**Aim of the exercise**
From the listing below, retype exactly the line holding "use std::io;", the line holding "li_vn_mode |= (li as u8) << 6;", and the lines between them; skip everything else.

(Beginning of Exercise data)

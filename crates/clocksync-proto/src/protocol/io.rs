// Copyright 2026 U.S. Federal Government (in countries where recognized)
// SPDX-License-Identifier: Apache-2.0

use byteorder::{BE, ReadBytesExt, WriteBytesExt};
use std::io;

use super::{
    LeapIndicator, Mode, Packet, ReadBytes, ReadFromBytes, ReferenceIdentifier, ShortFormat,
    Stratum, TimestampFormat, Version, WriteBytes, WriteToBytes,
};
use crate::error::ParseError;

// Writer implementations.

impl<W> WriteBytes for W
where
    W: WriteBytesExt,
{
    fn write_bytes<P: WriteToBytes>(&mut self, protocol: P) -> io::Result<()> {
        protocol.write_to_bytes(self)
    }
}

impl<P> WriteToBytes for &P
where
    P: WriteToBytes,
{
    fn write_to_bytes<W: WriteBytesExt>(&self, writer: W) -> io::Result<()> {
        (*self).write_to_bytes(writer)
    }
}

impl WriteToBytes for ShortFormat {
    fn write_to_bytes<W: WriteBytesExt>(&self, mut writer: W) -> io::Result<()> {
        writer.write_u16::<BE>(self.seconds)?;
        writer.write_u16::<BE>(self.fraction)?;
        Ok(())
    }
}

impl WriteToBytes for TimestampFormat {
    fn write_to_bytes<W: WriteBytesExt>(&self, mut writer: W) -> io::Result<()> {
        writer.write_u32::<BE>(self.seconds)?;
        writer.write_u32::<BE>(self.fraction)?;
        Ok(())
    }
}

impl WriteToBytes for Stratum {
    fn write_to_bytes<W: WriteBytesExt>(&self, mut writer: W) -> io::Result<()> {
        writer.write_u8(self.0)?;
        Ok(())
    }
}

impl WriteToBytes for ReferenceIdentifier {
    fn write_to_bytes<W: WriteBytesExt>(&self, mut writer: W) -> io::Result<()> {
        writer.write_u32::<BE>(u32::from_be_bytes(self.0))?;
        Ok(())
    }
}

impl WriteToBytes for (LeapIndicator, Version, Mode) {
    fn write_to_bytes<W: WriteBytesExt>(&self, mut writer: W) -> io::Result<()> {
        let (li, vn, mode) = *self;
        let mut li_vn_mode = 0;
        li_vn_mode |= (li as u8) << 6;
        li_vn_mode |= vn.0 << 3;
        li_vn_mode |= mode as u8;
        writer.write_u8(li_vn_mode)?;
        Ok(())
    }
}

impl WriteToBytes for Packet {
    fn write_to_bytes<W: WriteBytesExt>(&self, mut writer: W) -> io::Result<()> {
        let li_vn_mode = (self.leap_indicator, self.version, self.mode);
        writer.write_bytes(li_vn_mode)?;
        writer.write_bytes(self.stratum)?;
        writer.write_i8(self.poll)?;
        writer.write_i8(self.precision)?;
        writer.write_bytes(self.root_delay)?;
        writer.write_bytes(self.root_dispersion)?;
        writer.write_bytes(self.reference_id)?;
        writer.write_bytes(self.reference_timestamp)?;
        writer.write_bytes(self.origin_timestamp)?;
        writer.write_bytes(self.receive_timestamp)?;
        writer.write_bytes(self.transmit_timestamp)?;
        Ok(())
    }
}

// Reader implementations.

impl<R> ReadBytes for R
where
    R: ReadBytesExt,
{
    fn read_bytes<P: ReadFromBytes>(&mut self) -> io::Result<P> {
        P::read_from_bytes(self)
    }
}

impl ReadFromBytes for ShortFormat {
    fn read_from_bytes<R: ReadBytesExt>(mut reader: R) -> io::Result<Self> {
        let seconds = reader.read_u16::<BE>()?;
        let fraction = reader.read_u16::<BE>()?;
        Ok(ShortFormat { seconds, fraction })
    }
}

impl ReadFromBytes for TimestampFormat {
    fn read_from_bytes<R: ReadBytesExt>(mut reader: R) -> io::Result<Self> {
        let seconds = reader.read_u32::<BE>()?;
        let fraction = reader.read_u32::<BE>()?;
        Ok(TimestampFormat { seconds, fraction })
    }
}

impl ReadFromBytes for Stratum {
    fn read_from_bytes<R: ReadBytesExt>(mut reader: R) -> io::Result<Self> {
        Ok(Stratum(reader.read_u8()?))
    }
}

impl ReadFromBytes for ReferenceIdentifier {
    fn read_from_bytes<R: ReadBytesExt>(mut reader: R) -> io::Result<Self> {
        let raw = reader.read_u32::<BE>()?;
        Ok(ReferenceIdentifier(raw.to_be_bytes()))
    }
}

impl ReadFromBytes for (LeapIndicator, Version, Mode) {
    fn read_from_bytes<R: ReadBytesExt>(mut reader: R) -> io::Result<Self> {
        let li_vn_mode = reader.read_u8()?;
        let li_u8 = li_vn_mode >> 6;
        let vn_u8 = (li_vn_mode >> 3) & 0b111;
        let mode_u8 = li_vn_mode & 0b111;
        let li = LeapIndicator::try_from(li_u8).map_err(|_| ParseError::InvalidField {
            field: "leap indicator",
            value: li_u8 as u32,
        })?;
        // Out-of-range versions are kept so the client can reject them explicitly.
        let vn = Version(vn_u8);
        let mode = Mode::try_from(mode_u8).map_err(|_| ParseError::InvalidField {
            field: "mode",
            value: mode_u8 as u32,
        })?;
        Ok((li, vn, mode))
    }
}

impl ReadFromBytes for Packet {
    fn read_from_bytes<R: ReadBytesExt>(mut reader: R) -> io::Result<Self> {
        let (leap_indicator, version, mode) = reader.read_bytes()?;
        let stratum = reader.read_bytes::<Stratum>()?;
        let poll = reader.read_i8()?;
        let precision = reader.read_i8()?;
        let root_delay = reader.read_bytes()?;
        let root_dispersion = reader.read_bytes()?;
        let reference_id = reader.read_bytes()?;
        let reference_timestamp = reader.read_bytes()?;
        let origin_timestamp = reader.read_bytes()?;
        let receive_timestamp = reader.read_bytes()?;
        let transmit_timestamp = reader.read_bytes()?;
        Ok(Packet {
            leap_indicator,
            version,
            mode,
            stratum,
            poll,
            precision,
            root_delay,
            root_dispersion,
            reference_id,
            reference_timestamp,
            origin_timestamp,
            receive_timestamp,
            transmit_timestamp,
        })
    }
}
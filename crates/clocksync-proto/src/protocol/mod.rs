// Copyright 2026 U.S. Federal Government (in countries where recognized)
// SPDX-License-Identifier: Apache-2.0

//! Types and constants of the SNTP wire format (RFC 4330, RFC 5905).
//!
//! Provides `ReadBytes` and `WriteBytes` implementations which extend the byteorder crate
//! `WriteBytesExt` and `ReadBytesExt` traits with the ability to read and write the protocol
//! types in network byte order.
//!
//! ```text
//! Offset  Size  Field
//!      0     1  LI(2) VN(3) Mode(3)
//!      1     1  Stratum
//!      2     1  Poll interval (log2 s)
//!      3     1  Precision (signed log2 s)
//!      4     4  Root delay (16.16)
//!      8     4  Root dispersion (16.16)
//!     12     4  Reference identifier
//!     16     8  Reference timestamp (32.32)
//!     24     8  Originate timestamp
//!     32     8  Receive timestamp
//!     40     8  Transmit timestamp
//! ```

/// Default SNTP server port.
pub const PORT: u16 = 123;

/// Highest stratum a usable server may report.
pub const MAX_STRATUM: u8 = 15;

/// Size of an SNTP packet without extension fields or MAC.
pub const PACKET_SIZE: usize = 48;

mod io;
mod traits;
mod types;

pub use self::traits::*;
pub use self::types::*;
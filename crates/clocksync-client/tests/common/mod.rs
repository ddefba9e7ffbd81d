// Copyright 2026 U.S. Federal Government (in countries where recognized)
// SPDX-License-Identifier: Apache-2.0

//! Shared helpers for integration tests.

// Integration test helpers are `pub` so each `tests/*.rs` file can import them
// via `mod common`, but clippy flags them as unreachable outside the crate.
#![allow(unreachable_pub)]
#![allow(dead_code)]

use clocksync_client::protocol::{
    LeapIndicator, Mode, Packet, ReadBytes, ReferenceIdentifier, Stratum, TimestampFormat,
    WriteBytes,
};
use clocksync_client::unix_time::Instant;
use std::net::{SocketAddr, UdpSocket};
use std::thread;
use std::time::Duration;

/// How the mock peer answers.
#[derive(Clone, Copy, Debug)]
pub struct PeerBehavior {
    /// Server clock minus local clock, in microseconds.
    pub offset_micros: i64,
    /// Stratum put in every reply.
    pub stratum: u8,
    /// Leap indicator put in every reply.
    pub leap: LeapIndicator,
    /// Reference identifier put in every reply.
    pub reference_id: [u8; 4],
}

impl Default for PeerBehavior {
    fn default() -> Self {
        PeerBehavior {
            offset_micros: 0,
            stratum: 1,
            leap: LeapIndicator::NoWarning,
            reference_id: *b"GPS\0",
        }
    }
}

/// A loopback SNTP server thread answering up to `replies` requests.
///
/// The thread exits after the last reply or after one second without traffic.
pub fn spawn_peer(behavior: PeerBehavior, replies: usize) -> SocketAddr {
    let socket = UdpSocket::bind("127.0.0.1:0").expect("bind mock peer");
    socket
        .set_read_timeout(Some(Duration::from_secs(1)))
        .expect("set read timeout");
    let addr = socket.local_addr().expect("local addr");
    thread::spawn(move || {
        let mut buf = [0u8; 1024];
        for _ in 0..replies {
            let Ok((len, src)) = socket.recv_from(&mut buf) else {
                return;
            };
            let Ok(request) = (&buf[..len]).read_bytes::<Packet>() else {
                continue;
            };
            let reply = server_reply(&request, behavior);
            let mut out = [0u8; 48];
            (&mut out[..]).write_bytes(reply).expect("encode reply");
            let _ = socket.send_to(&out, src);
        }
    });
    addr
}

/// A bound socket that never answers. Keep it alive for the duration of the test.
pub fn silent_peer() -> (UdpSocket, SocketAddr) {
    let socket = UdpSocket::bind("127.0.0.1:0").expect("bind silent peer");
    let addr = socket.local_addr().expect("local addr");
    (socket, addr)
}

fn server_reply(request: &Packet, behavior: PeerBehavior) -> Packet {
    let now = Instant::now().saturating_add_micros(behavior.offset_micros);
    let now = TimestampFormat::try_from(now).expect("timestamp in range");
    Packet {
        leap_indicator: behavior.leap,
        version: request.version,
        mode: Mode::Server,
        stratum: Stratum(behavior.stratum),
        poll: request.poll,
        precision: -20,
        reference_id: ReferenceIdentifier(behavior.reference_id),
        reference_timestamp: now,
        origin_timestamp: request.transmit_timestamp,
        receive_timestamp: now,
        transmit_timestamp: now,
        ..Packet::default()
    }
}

(End of Exercise data)

**Exercise response**
use std::io;

use super::{
    LeapIndicator, Mode, Packet, ReadBytes, ReadFromBytes, ReferenceIdentifier, ShortFormat,
    Stratum, TimestampFormat, Version, WriteBytes, WriteToBytes,
};
use crate::error::ParseError;

// Writer implementations.

impl<W> WriteBytes for W
where
    W: WriteBytesExt,
{
    fn write_bytes<P: WriteToBytes>(&mut self, protocol: P) -> io::Result<()> {
        protocol.write_to_bytes(self)
    }
}

impl<P> WriteToBytes for &P
where
    P: WriteToBytes,
{
    fn write_to_bytes<W: WriteBytesExt>(&self, writer: W) -> io::Result<()> {
        (*self).write_to_bytes(writer)
    }
}

impl WriteToBytes for ShortFormat {
    fn write_to_bytes<W: WriteBytesExt>(&self, mut writer: W) -> io::Result<()> {
        writer.write_u16::<BE>(self.seconds)?;
        writer.write_u16::<BE>(self.fraction)?;
        Ok(())
    }
}

impl WriteToBytes for TimestampFormat {
    fn write_to_bytes<W: WriteBytesExt>(&self, mut writer: W) -> io::Result<()> {
        writer.write_u32::<BE>(self.seconds)?;
        writer.write_u32::<BE>(self.fraction)?;
        Ok(())
    }
}

impl WriteToBytes for Stratum {
    fn write_to_bytes<W: WriteBytesExt>(&self, mut writer: W) -> io::Result<()> {
        writer.write_u8(self.0)?;
        Ok(())
    }
}

impl WriteToBytes for ReferenceIdentifier {
    fn write_to_bytes<W: WriteBytesExt>(&self, mut writer: W) -> io::Result<()> {
        writer.write_u32::<BE>(u32::from_be_bytes(self.0))?;
        Ok(())
    }
}

impl WriteToBytes for (LeapIndicator, Version, Mode) {
    fn write_to_bytes<W: WriteBytesExt>(&self, mut writer: W) -> io::Result<()> {
        let (li, vn, mode) = *self;
        let mut li_vn_mode = 0;
        li_vn_mode |= (li as u8) << 6;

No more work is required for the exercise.